### Task goal
In the entries below, find the line with "use super::onset::energy_flux::onset_envelope;" and the line with "rectified spectral flux". Reproduce those two lines and every line between them exactly, and nothing more.

━━ Dataset content

//! Feature extraction front end
//!
//! Mixes the input to mono and computes every curve the candidate generators read:
//! the energy-flux onset envelope, spectral flux and the low-band beat-strength curve.

use crate::cancel::{try_outcome, CancellationToken, Outcome};
use crate::config::AnalysisConfig;
use crate::error::AnalysisError;
use crate::preprocessing::channel_mixer::{mix_to_mono, AudioBufferLike};

use super::onset::beat_strength::beat_strength;
use super::onset::energy_flux::onset_envelope;
use super::onset::spectral_flux::spectral_flux;
use super::spectrogram::{mel_spectrogram, stft_magnitudes};
use super::{ContinuousSignal, Spectrogram2D};

/// Feature curves of one audio source
#[derive(Debug, Clone, PartialEq)]
pub struct FeatureSet {
    /// Source sample rate in Hz
    pub sample_rate: u32,
    /// Source duration in seconds
    pub duration_sec: f64,
    /// RMS energy flux
    pub onset_envelope: ContinuousSignal,
    /// Half-wave rectified spectral flux
    pub spectral_flux: ContinuousSignal,
    /// Low-band beat strength
    pub beat_strength: ContinuousSignal,
    /// Mel spectrogram (also the display source)
    pub mel_spectrogram: Spectrogram2D,
}

/// Extract all feature curves from an audio buffer
///
/// # Arguments
///
/// * `buffer` - Planar audio source
/// * `config` - Analysis configuration (validated here)
/// * `token` - Checked between extraction stages and inside the STFT and mel projection
///
/// # Returns
///
/// `Outcome::Cancelled` if the token fired, otherwise the feature set. Audio shorter
/// than two frames yields empty curves.
///
/// # Errors
///
/// Returns `AnalysisError::InvalidConfig` for an invalid configuration and
/// `AnalysisError::InvalidInput` for a buffer without channels or sample rate
pub fn extract_features<B: AudioBufferLike + ?Sized>(
    buffer: &B,
    config: &AnalysisConfig,
    token: &CancellationToken,
) -> Result<Outcome<FeatureSet>, AnalysisError> {
    config.validate()?;

    let sample_rate = buffer.sample_rate();
    if sample_rate == 0 {
        return Err(AnalysisError::InvalidInput("Invalid sample rate: 0".to_string()));
    }

    let nyquist = sample_rate as f64 / 2.0;
    if config.mel.f_max() > nyquist {
        log::warn!(
            "Mel f_max {:.0} Hz exceeds Nyquist {:.0} Hz; upper bands will be empty",
            config.mel.f_max(),
            nyquist
        );
    }

    let samples = mix_to_mono(buffer)?;
    let duration_sec = samples.len() as f64 / sample_rate as f64;
    log::debug!(
        "Extracting features: {} samples at {} Hz ({:.2}s)",
        samples.len(),
        sample_rate,
        duration_sec
    );

    let stages_cancelled = || {
        if token.is_cancelled() {
            log::debug!("Feature extraction cancelled");
            true
        } else {
            false
        }
    };

    let spectrogram = try_outcome!(stft_magnitudes(
        &samples,
        sample_rate,
        config.frame_size,
        config.hop_size,
        token
    )?);
    let mel = try_outcome!(mel_spectrogram(&spectrogram, sample_rate, &config.mel, token)?);
    let flux = spectral_flux(&spectrogram)?;
    drop(spectrogram);

    if stages_cancelled() {
        return Ok(Outcome::Cancelled);
    }
    let onset = onset_envelope(&samples, sample_rate, config.frame_size, config.hop_size)?;
    let beat = beat_strength(
        &mel,
        &config.mel,
        config.beat_band_max_hz,
        config.beat_smoothing_frames,
    )?;

    if stages_cancelled() {
        return Ok(Outcome::Cancelled);
    }

    log::debug!(
        "Features ready: {} onset, {} flux, {} beat-strength frames",
        onset.len(),
        flux.len(),
        beat.len()
    );

    Ok(Outcome::Completed(FeatureSet {
        sample_rate,
        duration_sec,
        onset_envelope: onset,
        spectral_flux: flux,
        beat_strength: beat,
        mel_spectrogram: mel,
    }))
}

━━━━

### Solution below
use super::onset::energy_flux::onset_envelope;
use super::onset::spectral_flux::spectral_flux;
use super::spectrogram::{mel_spectrogram, stft_magnitudes};
use super::{ContinuousSignal, Spectrogram2D};

/// Feature curves of one audio source
#[derive(Debug, Clone, PartialEq)]
pub struct FeatureSet {
    /// Source sample rate in Hz
    pub sample_rate: u32,
    /// Source duration in seconds
    pub duration_sec: f64,
    /// RMS energy flux
    pub onset_envelope: ContinuousSignal,
    /// Half-wave rectified spectral flux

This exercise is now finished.